When pinball was king

It was outlawed in the 1940s and killed off by Space Invaders in the '80s. But for a few glorious decades pinball ruled.

Beginning in the 1930s as a humble game in which a ball bounced around a series of pins hammered into a wooden base, over the years pinballs acquired legs, back boards, flippers and an increasing array of bells and whistles.

In the early 1940s some US states deemed them gambling devices and they were confiscated and incinerated.

But before long a number of US companies were making and exporting the machines around the world. In the postwar period they became a global symbol of youth culture and American cool, raking in more money than Hollywood.

With their often misogynist and violent artwork and "bad boy" reputation, pinball machines drew young adults - mostly young males - out of their homes and to arcades where they played the addictive machines, smoked, socialised and honed skills that would be of absolutely no use to them in their adult lives.

Today, only one pinball manufacturer remains and the game exists as a niche interest for a small community of diehard fans including collectors and competitive players who travel the world attending meetings, conventions and tournaments.

Their world is explored in a new Australian documentary, Special When Lit, which takes a nostalgic look at the rise and fall of this lost pop icon.
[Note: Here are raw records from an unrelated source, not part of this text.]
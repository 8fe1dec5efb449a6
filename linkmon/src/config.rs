//! Configuration management via environment variables
//!
//! Provides helper functions for reading environment variables with fallback
//! to deprecated variable names with warning logs.

use crate::common::error::{LinkError, LinkResult};
use chrono::{FixedOffset, Offset, Utc};
use std::time::Duration;

/// デフォルトのデータベースURL
pub const DEFAULT_DATABASE_URL: &str = "sqlite:linkmon.db";

/// デフォルトのプローブタイムアウト（秒）
pub const DEFAULT_PROBE_TIMEOUT_SECS: u64 = 10;

/// デフォルトのタイムゾーンオフセット
pub const DEFAULT_TZ_OFFSET: &str = "+07:00";

/// Get an environment variable with fallback to a deprecated name
///
/// If the new variable name is set, returns its value.
/// If only the old (deprecated) variable name is set, returns its value
/// and logs a deprecation warning.
///
/// # Example
/// ```
/// use linkmon::config::get_env_with_fallback;
///
/// let url = get_env_with_fallback("LINKMON_DATABASE_URL", "CRON_DATABASE_URL");
/// ```
pub fn get_env_with_fallback(new_name: &str, old_name: &str) -> Option<String> {
    if let Ok(val) = std::env::var(new_name) {
        return Some(val);
    }
    if let Ok(val) = std::env::var(old_name) {
        tracing::warn!(
            "Environment variable '{}' is deprecated, use '{}' instead",
            old_name,
            new_name
        );
        return Some(val);
    }
    None
}

/// Get an environment variable with fallback and default value
pub fn get_env_with_fallback_or(new_name: &str, old_name: &str, default: &str) -> String {
    get_env_with_fallback(new_name, old_name).unwrap_or_else(|| default.to_string())
}

/// Get an environment variable with fallback, parsing to a specific type
///
/// Returns `default` if neither is set or parsing fails.
pub fn get_env_with_fallback_parse<T: std::str::FromStr>(
    new_name: &str,
    old_name: &str,
    default: T,
) -> T {
    get_env_with_fallback(new_name, old_name)
        .and_then(|s| s.parse().ok())
        .unwrap_or(default)
}

/// データベースURLを取得
///
/// 環境変数 `LINKMON_DATABASE_URL`（旧: `CRON_DATABASE_URL`）から取得し、
/// 未設定の場合は `sqlite:linkmon.db` を返す。
pub fn get_database_url() -> String {
    get_env_with_fallback_or(
        "LINKMON_DATABASE_URL",
        "CRON_DATABASE_URL",
        DEFAULT_DATABASE_URL,
    )
}

/// `+07:00` / `-05:30` / `Z` 形式のオフセットをパース
pub fn parse_tz_offset(value: &str) -> LinkResult<FixedOffset> {
    let value = value.trim();
    if value.eq_ignore_ascii_case("z") || value == "UTC" {
        return Ok(Utc.fix());
    }

    let invalid = || LinkError::Config(format!("Invalid timezone offset: '{}'", value));
    if !value.is_ascii() {
        return Err(invalid());
    }

    let (sign, rest) = match value.as_bytes().first() {
        Some(b'+') => (1, &value[1..]),
        Some(b'-') => (-1, &value[1..]),
        _ => return Err(invalid()),
    };
    let (hours, minutes) = match rest.split_once(':') {
        Some((h, m)) => (h, m),
        None if rest.len() == 4 => rest.split_at(2),
        None => (rest, "0"),
    };
    let hours: i32 = hours.parse().map_err(|_| invalid())?;
    let minutes: i32 = minutes.parse().map_err(|_| invalid())?;
    if hours > 23 || minutes > 59 {
        return Err(invalid());
    }

    FixedOffset::east_opt(sign * (hours * 3600 + minutes * 60)).ok_or_else(invalid)
}

/// サーバー設定
#[derive(Debug, Clone, PartialEq, Eq)]
pub struct ServerConfig {
    /// バインドアドレス
    pub host: String,
    /// 待ち受けポート
    pub port: u16,
    /// データベースURL
    pub database_url: String,
}

impl ServerConfig {
    /// Load server configuration from environment variables.
    pub fn from_env() -> Self {
        Self {
            host: get_env_with_fallback_or("LINKMON_HOST", "LINKMON_HOST", "0.0.0.0"),
            port: get_env_with_fallback_parse("LINKMON_PORT", "LINKMON_PORT", 8000u16),
            database_url: get_database_url(),
        }
    }

    /// `host:port` 形式のバインドアドレス
    pub fn bind_addr(&self) -> String {
        format!("{}:{}", self.host, self.port)
    }
}

/// プローブ設定
#[derive(Debug, Clone, Copy, PartialEq, Eq)]
pub struct ProbeConfig {
    /// 1リクエストあたりのタイムアウト
    pub timeout: Duration,
    /// `last_checked` を記録するオフセット
    pub offset: FixedOffset,
}

impl ProbeConfig {
    /// Load probe configuration from environment variables.
    ///
    /// オフセットが不正な場合は `Config` エラー。
    pub fn from_env() -> LinkResult<Self> {
        let timeout_secs = get_env_with_fallback_parse(
            "LINKMON_PROBE_TIMEOUT_SECS",
            "LINKMON_PROBE_TIMEOUT_SECS",
            DEFAULT_PROBE_TIMEOUT_SECS,
        );
        let offset = parse_tz_offset(&get_env_with_fallback_or(
            "LINKMON_TZ_OFFSET",
            "LINKMON_TZ_OFFSET",
            DEFAULT_TZ_OFFSET,
        ))?;

        Ok(Self {
            timeout: Duration::from_secs(timeout_secs),
            offset,
        })
    }
}

impl Default for ProbeConfig {
    fn default() -> Self {
        Self {
            timeout: Duration::from_secs(DEFAULT_PROBE_TIMEOUT_SECS),
            offset: FixedOffset::east_opt(7 * 3600).unwrap_or_else(|| Utc.fix()),
        }
    }
}
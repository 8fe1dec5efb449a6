//! ロギング初期化
//!
//! 標準出力には人間向けフォーマット、`LINKMON_LOG_DIR` 指定時は
//! 日次ローテーションのJSONファイルにも出力する。

use crate::common::error::{LinkError, LinkResult};
use crate::config::get_env_with_fallback;
use tracing_appender::rolling;
use tracing_subscriber::layer::SubscriberExt;
use tracing_subscriber::util::SubscriberInitExt;
use tracing_subscriber::{fmt, EnvFilter};

/// フィルタ未指定時のデフォルト
pub const DEFAULT_LOG_FILTER: &str = "info,sqlx=warn";

/// ログファイル名のプレフィックス
const LOG_FILE_PREFIX: &str = "linkmon.log";

/// フィルタディレクティブを解決する
///
/// `LINKMON_LOG_LEVEL`（旧: `RUST_LOG`）が不正な場合はデフォルトに戻す。
pub fn resolve_filter() -> EnvFilter {
    get_env_with_fallback("LINKMON_LOG_LEVEL", "RUST_LOG")
        .and_then(|directive| EnvFilter::try_new(directive).ok())
        .unwrap_or_else(|| EnvFilter::new(DEFAULT_LOG_FILTER))
}

/// グローバルsubscriberを設定
pub fn init() -> LinkResult<()> {
    let file_layer = get_env_with_fallback("LINKMON_LOG_DIR", "LINKMON_LOG_DIR").map(|dir| {
        fmt::layer()
            .with_writer(rolling::daily(dir, LOG_FILE_PREFIX))
            .with_ansi(false)
            .json()
    });

    let stdout_layer = fmt::layer().with_writer(std::io::stdout);

    tracing_subscriber::registry()
        .with(resolve_filter())
        .with(file_layer)
        .with(stdout_layer)
        .try_init()
        .map_err(|e| LinkError::Config(format!("Failed to initialize logging: {}", e)))
}
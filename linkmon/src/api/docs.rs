//! APIドキュメントページ

use axum::{
    http::{header, StatusCode},
    response::{Html, IntoResponse},
};

const DOCS_HTML: &str = r#"<!DOCTYPE html>
<html lang="en">
<head>
<meta charset="utf-8">
<title>linkmon API</title>
<style>
body { font-family: sans-serif; max-width: 860px; margin: 2rem auto; padding: 0 1rem; }
code, pre { background: #f4f4f4; padding: 2px 4px; }
table { border-collapse: collapse; width: 100%; }
td, th { border: 1px solid #ccc; padding: 6px; text-align: left; }
</style>
</head>
<body>
<h1>linkmon API</h1>
<p>Every response is <code>{"success": bool, "data": ...}</code>. Failures carry <code>"data": null</code>.</p>
<table>
<tr><th>Method</th><th>Path</th><th>Body</th><th>Description</th></tr>
<tr><td>ANY</td><td><code>/api/ping</code></td><td></td><td>Probe every link with GET and store the result</td></tr>
<tr><td>GET</td><td><code>/api/list</code></td><td></td><td>List links</td></tr>
<tr><td>GET</td><td><code>/api/get/{id}</code></td><td></td><td>Fetch one link</td></tr>
<tr><td>POST</td><td><code>/api/add</code></td><td><code>{"id", "url", "headers"?}</code></td><td>Create a link</td></tr>
<tr><td>PUT</td><td><code>/api/update/{id}</code></td><td><code>{"url"?, "headers"?}</code></td><td>Update url and/or headers</td></tr>
<tr><td>DELETE</td><td><code>/api/delete/{id}</code></td><td></td><td>Delete a link</td></tr>
</table>
<h2>Link</h2>
<pre>{
  "id": "a1",
  "url": "http://example.com",
  "status": false,
  "last_checked": "2024-01-02 03:04:05" | null,
  "headers": {"Authorization": "Bearer ..."}
}</pre>
<p><code>status</code> is true only when the last probe answered HTTP 200.</p>
</body>
</html>
"#;

/// GET / → 302 /docs
pub async fn redirect_to_docs() -> impl IntoResponse {
    (StatusCode::FOUND, [(header::LOCATION, "/docs")])
}

/// GET /docs
pub async fn docs_page() -> Html<&'static str> {
    Html(DOCS_HTML)
}
//! REST APIハンドラー
//!
//! リンクCRUDとプローブのエンドポイントを提供

pub mod docs;
pub mod error;
pub mod links;
pub mod ping;
pub mod response;

use crate::common::error::LinkError;
use crate::AppState;
use axum::{
    http::Uri,
    routing::{any, delete, get, post, put},
    Router,
};
use error::AppError;
use tower_http::{cors::CorsLayer, trace::TraceLayer};

/// APIルーターを作成
pub fn create_app(state: AppState) -> Router {
    Router::new()
        .route("/", get(docs::redirect_to_docs))
        .route("/docs", get(docs::docs_page))
        .route("/api/ping", any(ping::ping_all))
        .route("/api/list", get(links::list_links))
        .route("/api/get/:id", get(links::get_link))
        .route("/api/add", post(links::add_link))
        .route("/api/update/:id", put(links::update_link))
        .route("/api/delete/:id", delete(links::delete_link))
        .fallback(not_found)
        .layer(TraceLayer::new_for_http())
        .layer(CorsLayer::very_permissive())
        .with_state(state)
}

async fn not_found(uri: Uri) -> AppError {
    AppError(LinkError::NotFound(format!("route {}", uri.path())))
}
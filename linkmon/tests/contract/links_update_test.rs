//! Contract Test: PUT /api/update/:id

use crate::support::{build_app, send_json};
use axum::http::StatusCode;
use serde_json::json;

async fn seeded_app() -> axum::Router {
    let app = build_app().await;
    let (status, _) = send_json(
        &app,
        "POST",
        "/api/add",
        Some(json!({
            "id": "u1",
            "url": "http://old.example",
            "headers": {"X-Key": "v1"}
        })),
    )
    .await;
    assert_eq!(status, StatusCode::OK);
    app
}

/// ヘッダーのみ更新するとURLは維持される
#[tokio::test]
async fn test_update_headers_only() {
    let app = seeded_app().await;

    let (status, body) = send_json(
        &app,
        "PUT",
        "/api/update/u1",
        Some(json!({"headers": {"X-Key": "v2"}})),
    )
    .await;

    assert_eq!(status, StatusCode::OK);
    assert_eq!(body["data"]["url"], "http://old.example");
    assert_eq!(body["data"]["headers"], json!({"X-Key": "v2"}));
}

/// URLのみ更新するとヘッダーは維持される
#[tokio::test]
async fn test_update_url_only() {
    let app = seeded_app().await;

    let (status, body) = send_json(
        &app,
        "PUT",
        "/api/update/u1",
        Some(json!({"url": "http://new.example"})),
    )
    .await;

    assert_eq!(status, StatusCode::OK);
    assert_eq!(body["data"]["url"], "http://new.example");
    assert_eq!(body["data"]["headers"], json!({"X-Key": "v1"}));

    let (_, fetched) = send_json(&app, "GET", "/api/get/u1", None).await;
    assert_eq!(fetched["data"], body["data"]);
}

/// 空オブジェクトは何も変えない
#[tokio::test]
async fn test_update_empty_body_is_noop() {
    let app = seeded_app().await;

    let (status, body) = send_json(&app, "PUT", "/api/update/u1", Some(json!({}))).await;
    assert_eq!(status, StatusCode::OK);
    assert_eq!(body["data"]["url"], "http://old.example");
    assert_eq!(body["data"]["headers"], json!({"X-Key": "v1"}));
}

#[tokio::test]
async fn test_update_not_found() {
    let app = build_app().await;

    let (status, body) = send_json(
        &app,
        "PUT",
        "/api/update/missing",
        Some(json!({"url": "http://x.example"})),
    )
    .await;
    assert_eq!(status, StatusCode::NOT_FOUND);
    assert_eq!(body, json!({"success": false, "data": null}));
}

#[tokio::test]
async fn test_update_invalid_body() {
    let app = seeded_app().await;

    let (status, _) = send_json(&app, "PUT", "/api/update/u1", Some(json!({"url": ""}))).await;
    assert_eq!(status, StatusCode::BAD_REQUEST);

    let (status, _) = send_json(&app, "PUT", "/api/update/u1", Some(json!({"url": 42}))).await;
    assert_eq!(status, StatusCode::BAD_REQUEST);

    let (status, _) = send_json(&app, "PUT", "/api/update/u1", None).await;
    assert_eq!(status, StatusCode::BAD_REQUEST);

    let (_, body) = send_json(&app, "GET", "/api/get/u1", None).await;
    assert_eq!(body["data"]["url"], "http://old.example");
}
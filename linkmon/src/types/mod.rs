//! 型定義モジュール
//!
//! ドメインエンティティの型定義を提供

/// リンク関連の型定義
pub mod link;

pub use link::{Link, LinkHeaders, LAST_CHECKED_FORMAT};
It premiered locally in Sydney on December 22.

It's the first full-length feature film by production outfit Steam and was nominated for best documentary at the Raindance Festival in London last October.

The producers started off with the idea of making a fictional film about a washed-up player. But they soon discovered that the characters who inhabit the pinball world were far better than anything they could have made up.

"It was strong enough without having to make it fiction," says producer Emily Rickard.

"Pinball is pretty much dying out but there's a hard core community of fans and players around the world that we tapped into. This is as much their story as it is of pinball."

They include avid collector Sam Harvey, who lives with his collection of 400 machines which he loving works on every day, and Josh Kaplan, aka "Pingeek", who spends his life videotaping games and showing them at conventions.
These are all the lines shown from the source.